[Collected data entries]
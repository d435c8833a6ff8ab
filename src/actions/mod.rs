use async_trait::async_trait;
use chrono::{Local, NaiveDate};
use thiserror::Error;

use crate::models::InvoiceStatus;

pub mod schema;

use schema::{parse_invoice_form, FieldErrors, FormData};

/// Where a successful create/update sends the caller.
#[derive(Debug, Clone, Copy, PartialEq, Eq)]
pub enum Route {
    InvoiceListing,
}

/// Persistence failure at the store boundary. The cause is logged but
/// callers only ever see the generic per-operation message.
#[derive(Debug, Error)]
pub enum StoreError {
    #[error("database error: {0}")]
    Database(#[from] sqlx::Error),
}

/// Column values for an insert. `id` is assigned by the store.
#[derive(Debug, Clone, PartialEq)]
pub struct NewInvoice {
    pub customer_id: String,
    pub amount: i64,
    pub status: InvoiceStatus,
    pub date: NaiveDate,
}

/// The editable columns. `id` and `date` are not among them, so an
/// update cannot touch either.
#[derive(Debug, Clone, PartialEq)]
pub struct InvoiceChanges {
    pub customer_id: String,
    pub amount: i64,
    pub status: InvoiceStatus,
}

/// Parameterized insert/update/delete against the invoice table.
#[async_trait]
pub trait InvoiceStore {
    async fn insert_invoice(&self, invoice: &NewInvoice) -> Result<i64, StoreError>;
    async fn update_invoice(&self, id: i64, changes: &InvoiceChanges) -> Result<(), StoreError>;
    async fn delete_invoice(&self, id: i64) -> Result<(), StoreError>;
}

/// Cache invalidation signal: the listing's cached output, if any, must
/// be discarded and recomputed on next read.
pub trait ListingNotifier {
    fn listing_changed(&self);
}

/// Result of a create/update submission.
#[derive(Debug, PartialEq)]
pub enum MutationOutcome {
    /// Input failed validation; nothing was persisted.
    Invalid { errors: FieldErrors, message: String },
    /// The store rejected the statement; nothing was invalidated.
    Failed { message: String },
    /// Persisted and invalidated; the caller should navigate here.
    Redirect(Route),
}

/// Result of a delete. Delete never redirects; the listing refreshes in
/// place and shows the message.
#[derive(Debug, PartialEq)]
pub enum DeleteOutcome {
    Failed { message: String },
    Deleted { message: String },
}

/// Monetary input is stored as integer cents to avoid floating-point
/// rounding error in storage.
pub fn amount_to_cents(amount: f64) -> i64 {
    (amount * 100.0).round() as i64
}

pub async fn create_invoice<S, N>(store: &S, notifier: &N, form: &FormData) -> MutationOutcome
where
    S: InvoiceStore,
    N: ListingNotifier,
{
    let input = match parse_invoice_form(form) {
        Ok(input) => input,
        Err(errors) => {
            return MutationOutcome::Invalid {
                errors,
                message: "Missing Fields. Failed to Create Invoice.".to_string(),
            };
        }
    };

    let invoice = NewInvoice {
        customer_id: input.customer_id,
        amount: amount_to_cents(input.amount),
        status: input.status,
        date: Local::now().date_naive(),
    };

    match store.insert_invoice(&invoice).await {
        Ok(id) => {
            tracing::info!(id, "created invoice");
            notifier.listing_changed();
            MutationOutcome::Redirect(Route::InvoiceListing)
        }
        Err(err) => {
            tracing::error!(%err, "invoice insert failed");
            MutationOutcome::Failed {
                message: "Database Error: Failed to Create Invoice.".to_string(),
            }
        }
    }
}

pub async fn update_invoice<S, N>(
    store: &S,
    notifier: &N,
    id: i64,
    form: &FormData,
) -> MutationOutcome
where
    S: InvoiceStore,
    N: ListingNotifier,
{
    let input = match parse_invoice_form(form) {
        Ok(input) => input,
        Err(errors) => {
            return MutationOutcome::Invalid {
                errors,
                message: "Missing Fields. Failed to Update Invoice.".to_string(),
            };
        }
    };

    let changes = InvoiceChanges {
        customer_id: input.customer_id,
        amount: amount_to_cents(input.amount),
        status: input.status,
    };

    match store.update_invoice(id, &changes).await {
        Ok(()) => {
            tracing::info!(id, "updated invoice");
            notifier.listing_changed();
            MutationOutcome::Redirect(Route::InvoiceListing)
        }
        Err(err) => {
            tracing::error!(%err, id, "invoice update failed");
            MutationOutcome::Failed {
                message: "Database Error: Failed to Update Invoice.".to_string(),
            }
        }
    }
}

pub async fn delete_invoice<S, N>(store: &S, notifier: &N, id: i64) -> DeleteOutcome
where
    S: InvoiceStore,
    N: ListingNotifier,
{
    match store.delete_invoice(id).await {
        Ok(()) => {
            tracing::info!(id, "deleted invoice");
            notifier.listing_changed();
            DeleteOutcome::Deleted {
                message: "Deleted Invoice".to_string(),
            }
        }
        Err(err) => {
            tracing::error!(%err, id, "invoice delete failed");
            DeleteOutcome::Failed {
                message: "Database Error: Failed to Delete Invoice".to_string(),
            }
        }
    }
}

#[cfg(test)]
mod tests {
    use super::*;
    use std::sync::atomic::{AtomicUsize, Ordering};
    use std::sync::Mutex;

    #[derive(Default)]
    struct MemStore {
        inserted: Mutex<Vec<NewInvoice>>,
        updated: Mutex<Vec<(i64, InvoiceChanges)>>,
        deleted: Mutex<Vec<i64>>,
        fail: bool,
    }

    impl MemStore {
        fn failing() -> Self {
            Self {
                fail: true,
                ..Self::default()
            }
        }
    }

    fn db_down() -> StoreError {
        StoreError::Database(sqlx::Error::PoolClosed)
    }

    #[async_trait]
    impl InvoiceStore for MemStore {
        async fn insert_invoice(&self, invoice: &NewInvoice) -> Result<i64, StoreError> {
            if self.fail {
                return Err(db_down());
            }
            let mut inserted = self.inserted.lock().unwrap();
            inserted.push(invoice.clone());
            Ok(inserted.len() as i64)
        }

        async fn update_invoice(&self, id: i64, changes: &InvoiceChanges) -> Result<(), StoreError> {
            if self.fail {
                return Err(db_down());
            }
            self.updated.lock().unwrap().push((id, changes.clone()));
            Ok(())
        }

        async fn delete_invoice(&self, id: i64) -> Result<(), StoreError> {
            if self.fail {
                return Err(db_down());
            }
            self.deleted.lock().unwrap().push(id);
            Ok(())
        }
    }

    #[derive(Default)]
    struct RecordingNotifier {
        fired: AtomicUsize,
    }

    impl RecordingNotifier {
        fn count(&self) -> usize {
            self.fired.load(Ordering::SeqCst)
        }
    }

    impl ListingNotifier for RecordingNotifier {
        fn listing_changed(&self) {
            self.fired.fetch_add(1, Ordering::SeqCst);
        }
    }

    fn form(customer_id: &str, amount: &str, status: &str) -> FormData {
        let mut form = FormData::new();
        form.set("customer_id", customer_id);
        form.set("amount", amount);
        form.set("status", status);
        form
    }

    #[test]
    fn amounts_convert_to_rounded_cents() {
        assert_eq!(amount_to_cents(12.34), 1234);
        assert_eq!(amount_to_cents(10.0), 1000);
        assert_eq!(amount_to_cents(0.005), 1);
    }

    #[tokio::test]
    async fn create_persists_cents_invalidates_and_redirects() {
        let store = MemStore::default();
        let notifier = RecordingNotifier::default();

        let outcome = create_invoice(&store, &notifier, &form("c1", "10", "pending")).await;

        assert_eq!(outcome, MutationOutcome::Redirect(Route::InvoiceListing));
        let inserted = store.inserted.lock().unwrap();
        assert_eq!(inserted.len(), 1);
        assert_eq!(inserted[0].customer_id, "c1");
        assert_eq!(inserted[0].amount, 1000);
        assert_eq!(inserted[0].status, InvoiceStatus::Pending);
        assert_eq!(inserted[0].date, Local::now().date_naive());
        assert_eq!(notifier.count(), 1);
    }

    #[tokio::test]
    async fn invalid_create_never_reaches_the_store() {
        let store = MemStore::default();
        let notifier = RecordingNotifier::default();

        let outcome = create_invoice(&store, &notifier, &form("c1", "0", "pending")).await;

        match outcome {
            MutationOutcome::Invalid { errors, message } => {
                assert_eq!(message, "Missing Fields. Failed to Create Invoice.");
                assert_eq!(errors.get("amount"), ["Please enter an amount greater than $0."]);
                assert!(errors.get("customer_id").is_empty());
                assert!(errors.get("status").is_empty());
            }
            other => panic!("expected Invalid, got {other:?}"),
        }
        assert!(store.inserted.lock().unwrap().is_empty());
        assert_eq!(notifier.count(), 0);
    }

    #[tokio::test]
    async fn failed_insert_reports_the_generic_message() {
        let store = MemStore::failing();
        let notifier = RecordingNotifier::default();

        let outcome = create_invoice(&store, &notifier, &form("c1", "10", "paid")).await;

        assert_eq!(
            outcome,
            MutationOutcome::Failed {
                message: "Database Error: Failed to Create Invoice.".to_string(),
            }
        );
        assert_eq!(notifier.count(), 0);
    }

    #[tokio::test]
    async fn update_touches_only_the_editable_columns() {
        let store = MemStore::default();
        let notifier = RecordingNotifier::default();

        let outcome = update_invoice(&store, &notifier, 7, &form("c2", "12.34", "paid")).await;

        assert_eq!(outcome, MutationOutcome::Redirect(Route::InvoiceListing));
        let updated = store.updated.lock().unwrap();
        assert_eq!(
            *updated,
            [(
                7,
                InvoiceChanges {
                    customer_id: "c2".to_string(),
                    amount: 1234,
                    status: InvoiceStatus::Paid,
                }
            )]
        );
        assert_eq!(notifier.count(), 1);
    }

    #[tokio::test]
    async fn invalid_update_uses_the_update_summary() {
        let store = MemStore::default();
        let notifier = RecordingNotifier::default();

        let outcome = update_invoice(&store, &notifier, 7, &form("", "5", "paid")).await;

        match outcome {
            MutationOutcome::Invalid { message, .. } => {
                assert_eq!(message, "Missing Fields. Failed to Update Invoice.");
            }
            other => panic!("expected Invalid, got {other:?}"),
        }
        assert!(store.updated.lock().unwrap().is_empty());
        assert_eq!(notifier.count(), 0);
    }

    #[tokio::test]
    async fn delete_invalidates_and_reports_completion() {
        let store = MemStore::default();
        let notifier = RecordingNotifier::default();

        let outcome = delete_invoice(&store, &notifier, 3).await;

        assert_eq!(
            outcome,
            DeleteOutcome::Deleted {
                message: "Deleted Invoice".to_string(),
            }
        );
        assert_eq!(*store.deleted.lock().unwrap(), [3]);
        assert_eq!(notifier.count(), 1);
    }

    #[tokio::test]
    async fn failed_delete_leaves_the_cache_alone() {
        let store = MemStore::failing();
        let notifier = RecordingNotifier::default();

        let outcome = delete_invoice(&store, &notifier, 3).await;

        assert_eq!(
            outcome,
            DeleteOutcome::Failed {
                message: "Database Error: Failed to Delete Invoice".to_string(),
            }
        );
        assert_eq!(notifier.count(), 0);
    }
}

== Exercise description ==
Count how many lines in the entries above hold the word "match". Give that number by itself.

== Expected output ==
7